Because the complexity of use cases for Forms varies from a single input field to many pages of fields with different configurations, it makes sense to show you how to build and publish simple forms very quickly, and then show you all the additional features you can use for more complex use cases. Here’s a sampling of the what the Forms application can do:

  • Populate a Select or Radio field with a REST Data Provider
  • Make a field appear based on the value of another field
  • Add extra pages to the form
  • Enable CAPTCHA for a form
  • Store results in JSON
  • Enable workflow for the form
  • Redirect to a different URL after a successful form submission
  • Send an email notification to administrators whenever a form is submitted
  • Provide a default value (entered if left alone by the user) or a placeholder value (not entered if left alone by user) for each field
  • Validate fields using a number of different criteria
  • Redirect users to a success page after form submission
  • Define Form Rules to create dynamic form behavior (for example, show or hide a field based on input in another field).
  • Translate form text into any supported language.
  • Create partial forms (with fields and other elements and specific configurations) and save them for reuse.
  • Drag and drop fields onto the form layout.
  • Duplicate a form instead of starting a similar form from scratch.

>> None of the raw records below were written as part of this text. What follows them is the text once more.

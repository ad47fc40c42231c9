//! Integration tests for `YouTubeClient` against a wiremock server

use playlist_scout::{
    error::UpstreamError,
    services::{
        youtube::{QueryParams, Resource},
        YouTubeApi, YouTubeClient,
    },
};
use serde_json::json;
use tokio::io::{AsyncReadExt, AsyncWriteExt};
use tokio_test::{assert_err, assert_ok};
use wiremock::{
    matchers::{method, path, query_param},
    Mock, MockServer, ResponseTemplate,
};

fn create_client(mock_server: &MockServer) -> YouTubeClient {
    YouTubeClient::new("secret-key".to_string(), mock_server.uri())
}

#[tokio::test]
async fn get_json_appends_key_and_params() {
    let mock_server = MockServer::start().await;

    Mock::given(method("GET"))
        .and(path("/playlistItems"))
        .and(query_param("playlistId", "PL1"))
        .and(query_param("key", "secret-key"))
        .respond_with(ResponseTemplate::new(200).set_body_json(json!({ "items": [] })))
        .expect(1)
        .mount(&mock_server)
        .await;

    let client = create_client(&mock_server);
    let params: QueryParams = vec![("playlistId", "PL1".to_string())];
    let value = assert_ok!(client.get_json(Resource::PlaylistItems, &params).await);

    assert_eq!(value, json!({ "items": [] }));
}

#[tokio::test]
async fn get_json_keeps_raw_error_body() {
    let mock_server = MockServer::start().await;

    Mock::given(method("GET"))
        .and(path("/channels"))
        .respond_with(ResponseTemplate::new(403).set_body_string("quotaExceeded: not json"))
        .mount(&mock_server)
        .await;

    let client = create_client(&mock_server);
    let err = assert_err!(client.get_json(Resource::Channels, &vec![]).await);

    match err {
        UpstreamError::Status { status, body } => {
            assert_eq!(status, 403);
            assert_eq!(body, "quotaExceeded: not json");
        }
        other => panic!("Expected Status error, got: {other:?}"),
    }
}

#[tokio::test]
async fn get_json_rejects_non_json_body() {
    let mock_server = MockServer::start().await;

    Mock::given(method("GET"))
        .and(path("/search"))
        .respond_with(ResponseTemplate::new(200).set_body_string("<html>oops</html>"))
        .mount(&mock_server)
        .await;

    let client = create_client(&mock_server);
    let err = assert_err!(client.get_json(Resource::Search, &vec![]).await);
    assert!(matches!(err, UpstreamError::Decode(_)));
}

#[tokio::test]
async fn get_json_truncated_error_body_is_transport_failure() {
    // Error response that promises more body than it sends
    let listener = tokio::net::TcpListener::bind("127.0.0.1:0").await.unwrap();
    let addr = listener.local_addr().unwrap();
    tokio::spawn(async move {
        let (mut socket, _) = listener.accept().await.unwrap();
        let mut buf = [0u8; 1024];
        let _ = socket.read(&mut buf).await;
        let _ = socket
            .write_all(b"HTTP/1.1 500 Internal Server Error\r\ncontent-length: 100\r\n\r\npartial")
            .await;
    });

    let client = YouTubeClient::new("secret-key".to_string(), format!("http://{addr}"));
    let err = assert_err!(client.get_json(Resource::Playlists, &vec![]).await);
    assert!(matches!(err, UpstreamError::Transport(_)));
}

#[tokio::test]
async fn get_json_transport_failure() {
    // Nothing listens on the discard port
    let client = YouTubeClient::new("secret-key".to_string(), "http://127.0.0.1:9".to_string());

    let err = assert_err!(client.get_json(Resource::Playlists, &vec![]).await);
    assert!(matches!(err, UpstreamError::Transport(_)));
    assert!(!err.to_string().contains("secret-key"));
}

Despite this long list of more complex options, developing a simple, elegant form to suit basic needs takes little effort. The next article covers basic form building.

Forms and Lists

When you need a form, what you’re really looking for is data. There are two applications for building forms to collect precisely the data you need:

  1. Liferay Forms: The primary form building application is for the simplest one or two question survey to the most complex, multi-page, homeowners insurance application containing rules and lists populated by a REST data provider.

  2. Dynamic Data Lists (DDL): Provides a user interface tool for building reusable form- and list-based applications intended for display on pages, using templates.

Which Form Builder Should I Use?

Liferay Forms (also referred to as Forms) is a relatively new application, first appearing in Liferay Portal version 7.0. If you can use Liferay Forms for your use case, you should.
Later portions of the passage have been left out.